Actually, the ERLC antennas are a combination of nine flat headlights, functionally combined in the directions of the tank, starboard and port side and stern, as shown on the projections of the ship. Two side and bow combinations consist of identical in size (6,912 * 0,576 m) and number (192 * 16 = 3 pieces) active transceiver modules (PPM) in horizontal arrays and passive receiving modules in vertical arrays (it should be clarified that the distance between the radiators in the mentioned gratings is set to 072 m, see the top two rows in the table).

The area where the intersection of the active horizontal and passive vertical phased array, as it were, overlaps each other, is given over to the placement of active PPM, but when working to receive the reflected signal, it also participates in the formation of beams of the passive vertical phased array. Thus, in the formation of a single beam for transmission, 3072 RPMs of a horizontal APAA are involved (the width of the RP horizontally is 0,4869 degrees; vertically 5,843 degrees), and for the reception of the reflected probing signal, the width of the RP of a passive vertical phased array (with the participation of the lower segment, consisting of 16 * 16 \u256d 5,843 RPM) will be respectively directly opposite (horizontally 0,4869 degrees; vertically XNUMX degrees).

In reality, the joint operation of the active horizontal and passive vertical phased array made it possible to obtain a total needle-shaped radiation pattern with a beam width of about half a degree in both coordinates. Excellent result! Such a beam makes it possible not only to track the detected targets with high accuracy and selectivity, but also to issue target designation to the ship’s fire weapons, such as the AK-176 MA gun mount and the Pantsir-ME air defense missile system.

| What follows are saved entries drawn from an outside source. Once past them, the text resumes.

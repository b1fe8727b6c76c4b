//! Leafletによる MapSurface 実装

use super::bridge::{self, JsIssueMarker, JsLabelOptions, JsPhoto};
use bham311_common::format::escape_html;
use bham311_common::photo::PhotoMarker;
use bham311_common::{BoundaryLayerDef, HeatmapOptions, Issue, LatLng, MapSurface, Result};
use gloo::console;
use serde::Serialize;
use serde_json::Value;
use wasm_bindgen::prelude::*;

/// マーカーと写真のクリック等、JS側から呼ばれるコールバック
pub struct SurfaceCallbacks {
    /// 引数: Issue ID
    pub open_issue: Closure<dyn Fn(String)>,
    /// 引数: Issue ID。CSSの `url(...)` 値か null の `Promise` を返す
    pub lookup_thumbnail: Closure<dyn Fn(String) -> js_sys::Promise>,
    /// 引数: Issue ID, 画像URL
    pub open_photo: Closure<dyn Fn(String, String)>,
}

pub struct LeafletSurface {
    map: JsValue,
    thumbnail_size: u32,
    callbacks: SurfaceCallbacks,
}

/// JSON互換の形（MapではなくObject）でJSに渡す
fn to_js<T: Serialize + ?Sized>(value: &T) -> Option<JsValue> {
    match value.serialize(&serde_wasm_bindgen::Serializer::json_compatible()) {
        Ok(js) => Some(js),
        Err(e) => {
            console::error!("JS変換失敗:", e.to_string());
            None
        }
    }
}

impl LeafletSurface {
    pub fn new(map: JsValue, thumbnail_size: u32, callbacks: SurfaceCallbacks) -> Self {
        Self {
            map,
            thumbnail_size,
            callbacks,
        }
    }

    /// 境界定義1件分のレイヤー（ラベル定義ならラベル、必要なら境界線も重ねる）
    pub fn build_boundary_layer(&self, def: &BoundaryLayerDef, geojson: &Value) -> Result<JsValue> {
        let outline = || {
            let style = to_js(&def.line_style()).unwrap_or(JsValue::UNDEFINED);
            let data = to_js(geojson).unwrap_or(JsValue::NULL);
            bridge::geo_json_layer(&data, &style)
        };

        if !def.labels {
            return Ok(outline());
        }

        let labels: Vec<_> = def
            .label_markers(geojson)?
            .into_iter()
            .map(|mut label| {
                label.text = escape_html(&label.text);
                label
            })
            .collect();
        let options = JsLabelOptions::from_def(def);
        let label_layer = match (to_js(&labels), to_js(&options)) {
            (Some(labels), Some(options)) => bridge::label_layer(&labels, &options),
            _ => bridge::empty_layer(),
        };

        if def.outline_with_labels {
            let layers = js_sys::Array::of2(&outline(), &label_layer);
            Ok(bridge::layer_group(&layers))
        } else {
            Ok(label_layer)
        }
    }

    pub fn build_photo_layer(&self, photos: &[PhotoMarker]) -> JsValue {
        let photos: Vec<JsPhoto> = photos.iter().map(JsPhoto::from).collect();
        match to_js(&photos) {
            Some(js) => bridge::photo_layer(
                &js,
                self.thumbnail_size,
                self.callbacks.open_photo.as_ref().unchecked_ref(),
            ),
            None => bridge::empty_layer(),
        }
    }
}

impl MapSurface for LeafletSurface {
    type Layer = JsValue;

    fn add_layer(&mut self, layer: &JsValue) {
        bridge::add_layer(&self.map, layer);
    }

    fn remove_layer(&mut self, layer: &JsValue) {
        bridge::remove_layer(&self.map, layer);
    }

    fn has_layer(&self, layer: &JsValue) -> bool {
        bridge::has_layer(&self.map, layer)
    }

    fn bring_to_front(&mut self, layer: &JsValue) {
        bridge::bring_to_front(layer);
    }

    fn build_marker_layer(&mut self, category: &str, issues: &[Issue]) -> JsValue {
        let markers: Vec<JsIssueMarker> = issues.iter().filter_map(JsIssueMarker::from_issue).collect();
        console::log!(format!("マーカー作成: {} ({}件)", category, markers.len()));
        match to_js(&markers) {
            Some(js) => bridge::marker_layer(
                &js,
                self.thumbnail_size,
                self.callbacks.open_issue.as_ref().unchecked_ref(),
                self.callbacks.lookup_thumbnail.as_ref().unchecked_ref(),
            ),
            None => bridge::empty_layer(),
        }
    }

    fn build_heat_layer(&mut self, points: &[LatLng], options: &HeatmapOptions) -> JsValue {
        match (to_js(points), to_js(options)) {
            (Some(points), Some(options)) => bridge::heat_layer(&points, &options),
            _ => bridge::empty_layer(),
        }
    }
}
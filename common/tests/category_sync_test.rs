//! カテゴリ選択と地図同期のテスト
//!
//! APIレスポンス相当のJSONから読み込み、パネル操作を通して地図状態を検証

use bham311_common::category::{top_categories, OTHER_CATEGORY};
use bham311_common::{
    CategoryGroup, Effects, HeatmapOptions, Issue, LatLng, LayerSynchronizer, MapConfig,
    MapSurface, PanelEvent, ViewModel,
};
use std::collections::{BTreeSet, HashMap};

/// 地図上のレイヤーを記録するだけのサーフェス
#[derive(Default)]
struct MemorySurface {
    next: u32,
    on_map: BTreeSet<u32>,
    markers: HashMap<u32, String>,
    heat: HashMap<u32, usize>,
    builds: HashMap<String, usize>,
}

impl MemorySurface {
    fn marker_categories(&self) -> BTreeSet<String> {
        self.on_map
            .iter()
            .filter_map(|id| self.markers.get(id).cloned())
            .collect()
    }

    fn heat_points(&self) -> Option<usize> {
        self.on_map.iter().find_map(|id| self.heat.get(id).copied())
    }
}

impl MapSurface for MemorySurface {
    type Layer = u32;

    fn add_layer(&mut self, layer: &u32) {
        self.on_map.insert(*layer);
    }

    fn remove_layer(&mut self, layer: &u32) {
        self.on_map.remove(layer);
    }

    fn has_layer(&self, layer: &u32) -> bool {
        self.on_map.contains(layer)
    }

    fn bring_to_front(&mut self, _layer: &u32) {}

    fn build_marker_layer(&mut self, category: &str, _issues: &[Issue]) -> u32 {
        self.next += 1;
        self.markers.insert(self.next, category.to_string());
        *self.builds.entry(category.to_string()).or_default() += 1;
        self.next
    }

    fn build_heat_layer(&mut self, points: &[LatLng], _options: &HeatmapOptions) -> u32 {
        self.next += 1;
        self.heat.insert(self.next, points.len());
        self.next
    }
}

/// 件数が 13, 12, ..., 1 の13カテゴリ（カテゴリ名は件数の少ない順に出現）
fn fixture() -> Vec<Issue> {
    let mut records = Vec::new();
    for n in 1..=13u32 {
        for i in 0..n {
            records.push(serde_json::json!({
                "issue_id": n * 100 + i,
                "request_type_full_category": format!("Category {:02}", n),
                "latitude": format!("{}", 33.5 + f64::from(i) * 0.001),
                "longitude": -86.8,
                "within_city_limits": 1
            }));
        }
    }
    records.push(serde_json::json!({
        "issue_id": 9999,
        "request_type_full_category": "Category 13",
        "latitude": 33.4,
        "longitude": -86.9,
        "within_city_limits": 0
    }));
    serde_json::from_value(serde_json::Value::Array(records)).expect("fixture")
}

struct Harness {
    vm: ViewModel,
    surface: MemorySurface,
    sync: LayerSynchronizer<u32>,
}

impl Harness {
    fn new() -> Self {
        let mut harness = Self {
            vm: ViewModel::new(MapConfig::default(), 1280.0),
            surface: MemorySurface::default(),
            sync: LayerSynchronizer::new(),
        };
        let effects = harness.vm.load_issues(fixture());
        harness.run(effects);
        harness
    }

    fn apply(&mut self, event: PanelEvent) {
        let effects = self.vm.apply(event);
        self.run(effects);
    }

    fn run(&mut self, effects: Effects) {
        if effects.resync_categories {
            let options = self.vm.config().heatmap.clone();
            self.sync
                .sync(&mut self.surface, self.vm.index(), self.vm.selected(), &options);
        }
    }

    fn snapshot(&self) -> (BTreeSet<String>, Option<usize>) {
        (self.surface.marker_categories(), self.surface.heat_points())
    }
}

#[test]
fn test_top_ten_ordering() {
    let top = top_categories(&fixture(), 10);
    let names: Vec<&str> = top.iter().map(|(n, _)| n.as_str()).collect();
    let expected: Vec<String> = (4..=13).rev().map(|n| format!("Category {:02}", n)).collect();
    assert_eq!(names, expected);
    // 市域外の1件は数えない
    assert_eq!(top[0].1, 13);
}

#[test]
fn test_initial_groups() {
    let h = Harness::new();
    let groups = h.vm.groups();
    assert_eq!(groups.top.len(), 10);
    assert_eq!(groups.others.len(), 2);
    assert_eq!(groups.others[0].name, "Category 03");
    assert_eq!(groups.others[1].name, OTHER_CATEGORY);
    assert_eq!(groups.others[1].count, 3);
    assert_eq!(h.surface.marker_categories().len(), 10);
}

#[test]
fn test_toggle_twice_restores_map() {
    let mut h = Harness::new();
    let before = h.snapshot();

    h.apply(PanelEvent::ToggleCategory {
        name: "Category 07".into(),
        checked: false,
    });
    assert_ne!(h.snapshot(), before);

    h.apply(PanelEvent::ToggleCategory {
        name: "Category 07".into(),
        checked: true,
    });
    assert_eq!(h.snapshot(), before);
    assert_eq!(h.surface.builds["Category 07"], 1);
}

#[test]
fn test_select_all_then_none_empties_heatmap() {
    let mut h = Harness::new();
    for group in [CategoryGroup::Top, CategoryGroup::Others] {
        h.apply(PanelEvent::SelectGroup { group, checked: true });
    }
    assert_eq!(h.vm.selected().len(), 13);
    assert_eq!(h.surface.heat_points(), Some(91));

    for group in [CategoryGroup::Top, CategoryGroup::Others] {
        h.apply(PanelEvent::SelectGroup { group, checked: false });
    }
    assert!(h.vm.selected().is_empty());
    assert_eq!(h.surface.heat_points(), None);
    assert!(h.surface.marker_categories().is_empty());
}

#[test]
fn test_other_toggles_low_count_members() {
    let mut h = Harness::new();
    h.apply(PanelEvent::ToggleCategory {
        name: OTHER_CATEGORY.into(),
        checked: true,
    });
    let markers = h.surface.marker_categories();
    assert!(markers.contains("Category 01"));
    assert!(markers.contains("Category 02"));

    h.apply(PanelEvent::ToggleCategory {
        name: OTHER_CATEGORY.into(),
        checked: false,
    });
    assert!(!h.vm.selected().contains("Category 01"));
    assert!(!h.surface.marker_categories().contains("Category 02"));
}
//! エラー型定義

use thiserror::Error;

/// 共通エラー型
#[derive(Error, Debug)]
pub enum Error {
    #[error("HTTP error {status}: {url}")]
    Http { status: u16, url: String },

    #[error("Network error: {0}")]
    Network(String),

    #[error("JSON error: {0}")]
    Json(#[from] serde_json::Error),

    #[error("Config error: {0}")]
    Config(String),

    #[error("Invalid GeoJSON: {0}")]
    InvalidGeoJson(String),

    #[error("Missing field: {0}")]
    MissingField(&'static str),
}

/// Result型エイリアス
pub type Result<T> = std::result::Result<T, Error>;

As a probing signal for the NRLK, a phase code-domain keying signal (PCMS) of 13, 11, and 7 smooth rectangular pulses with a duration of 1 microsecond with a change in the initial phase of generation according to the Barker code, as well as the switching time of the PPM and PM phase shifters from the current position to the position for working with set to 10 microseconds by the subsequent probing signal. These parameters are important for calculating the optimal characteristics of the ERLC visibility zone. Each of the four groups of active and passive phased arrays operates in a sector of 90 degrees horizontally.

In turn, the sector is divided into three viewing zones in terms of elevation and range: the lower zone - from 0 to 7 degrees, extends up to 320 kilometers; middle zone - from 7 to 22 degrees and up to 220 kilometers; the upper zone is from 22 to 57 degrees in elevation and up to 120 kilometers in range. So, it's not hard to guess and prioritize the importance of the lower view area. For the entire length of 320 kilometers, a sudden appearance of aerodynamic targets dangerous for the ship is possible in it due to the radio horizon from the radio shadow zone.

These can be anti-ship missiles attacking the ship, fired according to external target designation, and helicopters, and light aircraft, and of course, supersonic fighter-bombers in the widest range of altitudes and speeds. In addition, when the flight is directed to the ship, all these targets in horizontal flight will have a minimum effective dispersion surface optimized by stealth technology for electromagnetic waves. To increase the probability of detecting air targets in the lower zone, the entire available arsenal of ERLC capabilities is used.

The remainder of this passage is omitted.